**TASK TO CARRY OUT:**
Only lines containing "ElevationThreshold" belong in the answer, each copied from the entries below.

**RECORDS SUPPLIED:**
******************************

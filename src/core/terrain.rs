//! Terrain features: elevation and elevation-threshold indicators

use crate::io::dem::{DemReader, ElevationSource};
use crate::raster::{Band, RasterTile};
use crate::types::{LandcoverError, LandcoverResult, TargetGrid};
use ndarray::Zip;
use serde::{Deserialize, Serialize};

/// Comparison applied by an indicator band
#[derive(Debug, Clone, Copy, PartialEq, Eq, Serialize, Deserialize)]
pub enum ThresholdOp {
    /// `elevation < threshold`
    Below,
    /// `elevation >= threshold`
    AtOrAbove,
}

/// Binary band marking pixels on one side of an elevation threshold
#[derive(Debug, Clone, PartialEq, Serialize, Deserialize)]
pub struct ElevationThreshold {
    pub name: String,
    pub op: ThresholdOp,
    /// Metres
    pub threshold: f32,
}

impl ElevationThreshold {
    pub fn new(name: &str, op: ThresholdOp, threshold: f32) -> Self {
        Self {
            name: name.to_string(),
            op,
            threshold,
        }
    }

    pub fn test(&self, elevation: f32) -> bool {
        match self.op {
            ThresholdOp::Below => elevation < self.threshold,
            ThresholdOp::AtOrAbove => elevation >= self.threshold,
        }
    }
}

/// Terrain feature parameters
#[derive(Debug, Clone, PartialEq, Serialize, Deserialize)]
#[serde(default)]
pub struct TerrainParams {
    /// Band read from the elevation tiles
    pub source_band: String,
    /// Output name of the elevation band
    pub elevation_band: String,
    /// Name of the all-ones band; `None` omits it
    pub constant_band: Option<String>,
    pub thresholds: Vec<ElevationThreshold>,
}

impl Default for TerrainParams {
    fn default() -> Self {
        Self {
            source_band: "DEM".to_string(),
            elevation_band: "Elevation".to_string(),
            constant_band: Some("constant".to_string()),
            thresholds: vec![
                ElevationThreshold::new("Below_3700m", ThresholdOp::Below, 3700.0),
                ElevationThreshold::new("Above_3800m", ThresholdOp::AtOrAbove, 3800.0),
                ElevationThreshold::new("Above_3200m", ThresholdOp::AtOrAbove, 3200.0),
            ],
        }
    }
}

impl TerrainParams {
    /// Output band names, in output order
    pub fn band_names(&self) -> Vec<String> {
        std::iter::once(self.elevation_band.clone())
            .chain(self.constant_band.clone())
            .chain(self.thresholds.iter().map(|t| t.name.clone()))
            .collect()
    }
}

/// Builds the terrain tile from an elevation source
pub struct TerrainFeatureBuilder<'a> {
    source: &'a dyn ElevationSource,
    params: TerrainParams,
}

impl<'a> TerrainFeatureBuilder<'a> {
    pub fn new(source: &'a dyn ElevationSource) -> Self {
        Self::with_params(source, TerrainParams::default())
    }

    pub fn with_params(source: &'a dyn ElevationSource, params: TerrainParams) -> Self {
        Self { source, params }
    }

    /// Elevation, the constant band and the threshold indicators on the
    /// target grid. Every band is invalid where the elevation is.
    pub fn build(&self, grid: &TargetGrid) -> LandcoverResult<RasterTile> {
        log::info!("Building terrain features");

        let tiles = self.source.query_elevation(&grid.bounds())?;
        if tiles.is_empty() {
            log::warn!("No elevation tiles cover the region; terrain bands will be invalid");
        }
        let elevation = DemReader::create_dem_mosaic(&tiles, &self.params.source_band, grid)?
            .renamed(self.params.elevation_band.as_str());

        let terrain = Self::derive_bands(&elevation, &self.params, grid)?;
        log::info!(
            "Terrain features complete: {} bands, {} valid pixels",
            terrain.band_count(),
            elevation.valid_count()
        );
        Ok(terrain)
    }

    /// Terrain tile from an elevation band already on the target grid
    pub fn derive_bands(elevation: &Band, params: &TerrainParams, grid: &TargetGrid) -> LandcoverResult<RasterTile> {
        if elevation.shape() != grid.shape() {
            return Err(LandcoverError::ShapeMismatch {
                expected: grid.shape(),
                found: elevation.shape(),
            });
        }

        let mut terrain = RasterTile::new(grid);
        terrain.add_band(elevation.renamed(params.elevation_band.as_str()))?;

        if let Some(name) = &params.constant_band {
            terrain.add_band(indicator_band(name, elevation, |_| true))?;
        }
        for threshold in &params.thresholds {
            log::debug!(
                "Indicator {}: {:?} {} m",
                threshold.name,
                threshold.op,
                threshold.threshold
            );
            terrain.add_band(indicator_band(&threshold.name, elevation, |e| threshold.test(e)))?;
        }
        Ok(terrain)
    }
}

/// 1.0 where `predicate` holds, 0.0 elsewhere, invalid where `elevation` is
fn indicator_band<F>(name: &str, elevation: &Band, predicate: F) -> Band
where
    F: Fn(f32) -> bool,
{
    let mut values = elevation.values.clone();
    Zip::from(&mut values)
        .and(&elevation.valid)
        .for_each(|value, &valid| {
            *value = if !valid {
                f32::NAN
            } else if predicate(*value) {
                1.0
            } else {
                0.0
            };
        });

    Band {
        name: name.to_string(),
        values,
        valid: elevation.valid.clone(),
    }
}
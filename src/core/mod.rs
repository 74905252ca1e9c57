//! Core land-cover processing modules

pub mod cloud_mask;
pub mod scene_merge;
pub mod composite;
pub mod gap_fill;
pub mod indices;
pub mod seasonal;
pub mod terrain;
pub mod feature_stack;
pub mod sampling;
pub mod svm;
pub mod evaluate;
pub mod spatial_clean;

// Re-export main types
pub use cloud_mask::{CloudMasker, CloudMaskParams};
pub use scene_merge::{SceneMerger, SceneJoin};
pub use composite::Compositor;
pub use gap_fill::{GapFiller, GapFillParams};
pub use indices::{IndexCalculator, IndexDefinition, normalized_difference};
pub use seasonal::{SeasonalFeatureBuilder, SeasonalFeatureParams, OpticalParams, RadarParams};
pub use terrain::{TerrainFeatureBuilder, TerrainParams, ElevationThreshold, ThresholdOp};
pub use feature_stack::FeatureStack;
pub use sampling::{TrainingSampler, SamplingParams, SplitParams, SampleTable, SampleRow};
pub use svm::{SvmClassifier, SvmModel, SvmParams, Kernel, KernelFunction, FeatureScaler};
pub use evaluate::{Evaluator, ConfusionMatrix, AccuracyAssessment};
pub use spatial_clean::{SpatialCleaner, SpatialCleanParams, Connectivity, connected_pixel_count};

******************************

**REPLY:**
pub struct ElevationThreshold {
impl ElevationThreshold {
    pub thresholds: Vec<ElevationThreshold>,
                ElevationThreshold::new("Below_3700m", ThresholdOp::Below, 3700.0),
                ElevationThreshold::new("Above_3800m", ThresholdOp::AtOrAbove, 3800.0),
                ElevationThreshold::new("Above_3200m", ThresholdOp::AtOrAbove, 3200.0),
pub use terrain::{TerrainFeatureBuilder, TerrainParams, ElevationThreshold, ThresholdOp};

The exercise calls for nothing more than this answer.